Supervisory authorities for personal data protection across Europe are gaining in confidence and capacity, which is reflected in the statistics on penalties for violations. More and more case-law on interpreting GDPR requirements has been collected from the prosecution of tech giants with cross-border services, and it is used with increasing skill. Also, the statistics strongly indicate a shift in the supervisory focus toward artificial intelligence and machine learning.
Trends in fines
In the second half of 2022, the European data protection supervisory authorities imposed a total of 280 fines totalling around €742 million. The year 2023 is unlikely to show a downward trend in fines; for example, the total amount of fines in January was €396 million. In total, data controllers had been fined €2.36 billion for GDPR breaches by the end of 2022.
The sectoral breakdown of the total number of data protection breaches has not changed. The sectors most fined are commerce, media and telecommunications, financial services, health care, and the public sector. This is understandable, as these are inevitably the sectors where the most personal data is used.

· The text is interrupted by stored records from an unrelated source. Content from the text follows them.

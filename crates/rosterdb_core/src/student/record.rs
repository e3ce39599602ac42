//! Student record.

use crate::types::StudentId;

/// A single student record.
///
/// The `id` is fixed when the record is added; every other field can be
/// replaced through [`StudentStore::modify`](crate::StudentStore::modify).
#[derive(Debug, Clone, PartialEq, Eq, Hash)]
pub struct Student {
    /// Store-assigned identifier.
    pub id: StudentId,
    /// Student name, indexed for exact-match search.
    pub name: String,
    /// Age in years.
    pub age: u8,
    /// Class label.
    pub class_name: String,
}

impl Student {
    /// Creates a student record.
    pub fn new(
        id: StudentId,
        name: impl Into<String>,
        age: u8,
        class_name: impl Into<String>,
    ) -> Self {
        Self {
            id,
            name: name.into(),
            age,
            class_name: class_name.into(),
        }
    }
}
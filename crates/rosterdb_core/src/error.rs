//! Error types for RosterDB core.

use crate::types::StudentId;
use thiserror::Error;

/// Result type for core operations.
pub type CoreResult<T> = Result<T, CoreError>;

/// Errors that can occur in RosterDB core operations.
///
/// Store operations themselves report absence through `bool` / `Option`;
/// these variants cover the typed boundaries around the store.
#[derive(Debug, Clone, PartialEq, Eq, Error)]
pub enum CoreError {
    /// Student not found.
    #[error("id={id} not found")]
    StudentNotFound {
        /// The id that was looked up.
        id: StudentId,
    },

    /// Unknown sort field.
    #[error("invalid field `{field}`")]
    InvalidSortField {
        /// The rejected field name.
        field: String,
    },

    /// Unknown sort direction.
    #[error("invalid direction `{direction}`")]
    InvalidSortDirection {
        /// The rejected direction.
        direction: String,
    },

    /// Configuration rejected by [`Config::validate`](crate::Config::validate).
    #[error("invalid configuration: {message}")]
    InvalidConfig {
        /// Description of the problem.
        message: String,
    },

    /// The primary map and its indexes disagree.
    #[error("index corruption: {message}")]
    IndexCorruption {
        /// Description of the inconsistency.
        message: String,
    },
}

impl CoreError {
    /// Creates a student not found error.
    pub fn not_found(id: StudentId) -> Self {
        Self::StudentNotFound { id }
    }

    /// Creates an invalid configuration error.
    pub fn invalid_config(message: impl Into<String>) -> Self {
        Self::InvalidConfig {
            message: message.into(),
        }
    }

    /// Creates an index corruption error.
    pub fn index_corruption(message: impl Into<String>) -> Self {
        Self::IndexCorruption {
            message: message.into(),
        }
    }
}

It is also interesting to see the statistics on the total number and amount of GDPR fines imposed by countries. It is clear from these statistics which countries are holding accountable the European branches of global tech companies the most (for example, Ireland, 23 fines and €1.3 billion since 2018; Spain, 594 fines and €58 million since 2018).
Some examples from the second half of 2022
Instagram Meta Platforms, Inc.
Meta's subsidiary Instagram was fined €405 million by the Irish data protection authority in September, making it the second largest fine so far, just below the €746 million fine received by Amazon in 2021.
The investigation was launched in 2020, and final conclusions were reached in September 2022, thanks to third-party hints. The company had allowed children aged 13-17 to use business accounts. These allow access to a minor's email address and phone number. In addition, the accounts of minors were not set to private by default but could be viewed by the public in some cases.
That is a little more than €405 million in school fees just for learning the principles of privacy by design and privacy by default.
Meta Platforms Ireland
In November, the Irish DPA fined Facebook's parent company Meta €265 million for inadequately implementing information security measures to protect user data.
The data protection authority launched an investigation following news that more than 533 million users' data had been found online. The data was found on a hackers' website and reportedly included names, Facebook IDs, phone numbers, locations, birth dates, and email addresses of people from more than 100 countries. Meta said the data had been "data scraped" from Facebook using tools designed to help people find their friends via phone numbers, using search and contact import functions.
The focus is shifting to AI
European data protection supervisors continue to try to reduce the profitability of generating irregular business models by making them expensive through fines. The statistics strongly indicate a shift in the supervisory focus toward artificial intelligence and machine learning and the usage of personal data to train AI. It should also be noted that discussions are ongoing in the European Union on a possible partial ban on facial recognition technologies.